'''

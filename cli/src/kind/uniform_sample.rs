// Licensed to the Apache Software Foundation (ASF) under one
// or more contributor license agreements.  See the NOTICE file
// distributed with this work for additional information
// regarding copyright ownership.  The ASF licenses this file
// to you under the Apache License, Version 2.0 (the
// "License"); you may not use this file except in compliance
// with the License.  You may obtain a copy of the License at
//
//   http://www.apache.org/licenses/LICENSE-2.0
//
// Unless required by applicable law or agreed to in writing,
// software distributed under the License is distributed on an
// "AS IS" BASIS, WITHOUT WARRANTIES OR CONDITIONS OF ANY
// KIND, either express or implied.  See the License for the
// specific language governing permissions and limitations
// under the License.

use clap::Arg;
use ds_sketches::codec::I64Serde;
use ds_sketches::sampling;
use ds_sketches::sampling::ReservoirItemsSketch;
use ds_sketches::sampling::ReservoirItemsUnion;

use super::Adapter;
use super::OUTPUT_FILE;
use super::parse_number;
use crate::error::Error;
use crate::options::OptionSet;
use crate::query::QueryResult;

const K: &str = "k";

/// `ds rsamp`: uniform reservoir sample of integer lines.
#[derive(Debug)]
pub struct UniformSample;

impl Adapter for UniformSample {
    type Sketch = ReservoirItemsSketch<i64>;

    const USAGE_NAME: &'static str = "ds rsamp";

    fn args() -> Vec<Arg> {
        vec![
            Arg::new(K)
                .short('k')
                .value_name("K")
                .num_args(1)
                .help("maximum number of samples, at least 2 (default 32)"),
        ]
    }

    fn build(opts: &OptionSet) -> Result<Self::Sketch, Error> {
        Ok(ReservoirItemsSketch::new(sample_k(opts, K)?.unwrap_or(sampling::DEFAULT_K)))
    }

    fn update_one(sketch: &mut Self::Sketch, line: &str, _opts: &OptionSet) -> Result<(), Error> {
        sketch.update(parse_number(line)?);
        Ok(())
    }

    fn merge(list: &[Self::Sketch], opts: &OptionSet) -> Result<Self::Sketch, Error> {
        let last = list
            .last()
            .map_or(sampling::DEFAULT_K, ReservoirItemsSketch::k);
        let mut union = ReservoirItemsUnion::new(sample_k(opts, K)?.unwrap_or(last));
        for sketch in list {
            union.update(sketch);
        }
        Ok(union.result())
    }

    // Samples are listed only when the sketch is also saved.
    fn query(sketch: &Self::Sketch, opts: &OptionSet) -> Result<QueryResult, Error> {
        let mut result = QueryResult::new();
        if opts.has(OUTPUT_FILE) {
            result.push("");
            result.push("Uniform Samples");
            for sample in sketch.samples() {
                result.push(sample.to_string());
            }
        }
        Ok(result)
    }

    fn serialize(sketch: &Self::Sketch) -> Vec<u8> {
        sketch.serialize_with(&I64Serde)
    }

    fn deserialize(bytes: &[u8]) -> Result<Self::Sketch, Error> {
        ReservoirItemsSketch::deserialize_with(bytes, &I64Serde).map_err(Error::invalid_sketch)
    }
}

/// Sample size option shared by both samplers.
pub(super) fn sample_k(opts: &OptionSet, id: &'static str) -> Result<Option<u32>, Error> {
    let Some(k) = opts.parse_value::<u32>(id)? else {
        return Ok(None);
    };
    if k < sampling::MIN_K {
        return Err(Error::config_invalid(
            id,
            format!("k must be at least {}, got {k}", sampling::MIN_K),
        ));
    }
    Ok(Some(k))
}
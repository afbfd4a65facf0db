// Licensed to the Apache Software Foundation (ASF) under one
// or more contributor license agreements.  See the NOTICE file
// distributed with this work for additional information
// regarding copyright ownership.  The ASF licenses this file
// to you under the Apache License, Version 2.0 (the
// "License"); you may not use this file except in compliance
// with the License.  You may obtain a copy of the License at
//
//   http://www.apache.org/licenses/LICENSE-2.0
//
// Unless required by applicable law or agreed to in writing,
// software distributed under the License is distributed on an
// "AS IS" BASIS, WITHOUT WARRANTIES OR CONDITIONS OF ANY
// KIND, either express or implied.  See the License for the
// specific language governing permissions and limitations
// under the License.

//! Encoding of the items carried by item sketches (frequent items, samplers).

use std::str;

use crate::codec::SketchBytes;
use crate::codec::SketchSlice;
use crate::error::Error;

/// Serializer/deserializer for items stored in an item sketch.
pub trait ItemsSerde<T> {
    /// Appends the encoding of `items` to `out`.
    fn serialize_items(&self, items: &[T], out: &mut Vec<u8>);

    /// Decodes `num_items` from the front of `bytes`, returning items and bytes consumed.
    fn deserialize_items(&self, bytes: &[u8], num_items: usize) -> Result<(Vec<T>, usize), Error>;
}

/// Length-prefixed UTF-8 strings.
#[derive(Debug, Default, Clone, Copy)]
pub struct StringSerde;

impl ItemsSerde<String> for StringSerde {
    fn serialize_items(&self, items: &[String], out: &mut Vec<u8>) {
        let mut bytes = SketchBytes::with_capacity(items.iter().map(|s| 4 + s.len()).sum());
        for item in items {
            bytes.write_u32_le(item.len() as u32);
            bytes.write(item.as_bytes());
        }
        out.extend_from_slice(&bytes.into_bytes());
    }

    fn deserialize_items(
        &self,
        bytes: &[u8],
        num_items: usize,
    ) -> Result<(Vec<String>, usize), Error> {
        let mut cursor = SketchSlice::new(bytes);
        let mut items = Vec::with_capacity(num_items.min(bytes.len() / 4));
        let mut consumed = 0usize;
        for _ in 0..num_items {
            let len = cursor
                .read_u32_le()
                .map_err(|_| Error::insufficient_data("string_length"))?
                as usize;
            let payload = cursor.remaining();
            if payload.len() < len {
                return Err(Error::insufficient_data("string_payload"));
            }
            let value = str::from_utf8(&payload[..len])
                .map_err(|err| Error::deserial("invalid UTF-8 string payload").set_source(err))?;
            items.push(value.to_string());
            cursor.advance(len);
            consumed += 4 + len;
        }
        Ok((items, consumed))
    }
}

/// Fixed-width little-endian `i64` items.
#[derive(Debug, Default, Clone, Copy)]
pub struct I64Serde;

impl ItemsSerde<i64> for I64Serde {
    fn serialize_items(&self, items: &[i64], out: &mut Vec<u8>) {
        let mut bytes = SketchBytes::with_capacity(items.len() * 8);
        for item in items {
            bytes.write_i64_le(*item);
        }
        out.extend_from_slice(&bytes.into_bytes());
    }

    fn deserialize_items(&self, bytes: &[u8], num_items: usize) -> Result<(Vec<i64>, usize), Error> {
        let needed = num_items
            .checked_mul(8)
            .ok_or_else(|| Error::deserial("items size overflow"))?;
        if bytes.len() < needed {
            return Err(Error::insufficient_data("i64_items"));
        }
        let mut cursor = SketchSlice::new(bytes);
        let mut items = Vec::with_capacity(num_items);
        for _ in 0..num_items {
            items.push(
                cursor
                    .read_i64_le()
                    .map_err(|_| Error::insufficient_data("i64_items"))?,
            );
        }
        Ok((items, needed))
    }
}

#[cfg(test)]
mod tests {
    use super::*;

    #[test]
    fn test_strings_consume_exact_prefix() {
        let mut out = Vec::new();
        StringSerde.serialize_items(&["a".to_string(), "".to_string(), "xyz".to_string()], &mut out);
        out.push(0xAA);
        let (items, consumed) = StringSerde.deserialize_items(&out, 3).unwrap();
        assert_eq!(items, vec!["a", "", "xyz"]);
        assert_eq!(consumed, out.len() - 1);
    }

    #[test]
    fn test_truncated_string_payload() {
        let mut out = Vec::new();
        StringSerde.serialize_items(&["hello".to_string()], &mut out);
        out.truncate(6);
        assert!(StringSerde.deserialize_items(&out, 1).is_err());
    }

    #[test]
    fn test_i64_items() {
        let mut out = Vec::new();
        I64Serde.serialize_items(&[1, -2, i64::MAX], &mut out);
        assert_eq!(out.len(), 24);
        let (items, consumed) = I64Serde.deserialize_items(&out, 3).unwrap();
        assert_eq!(items, vec![1, -2, i64::MAX]);
        assert_eq!(consumed, 24);
        assert!(I64Serde.deserialize_items(&out, 4).is_err());
    }
}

'''

ASSIGNED TASK
Above are the entries. Output exactly the lines beginning with the line that has "Ok((items, needed))" and ending with the line that has "out.push(0xAA);".

SOLUTION FOR THIS EXERCISE
        Ok((items, needed))
    }
}

#[cfg(test)]
mod tests {
    use super::*;

    #[test]
    fn test_strings_consume_exact_prefix() {
        let mut out = Vec::new();
        StringSerde.serialize_items(&["a".to_string(), "".to_string(), "xyz".to_string()], &mut out);
        out.push(0xAA);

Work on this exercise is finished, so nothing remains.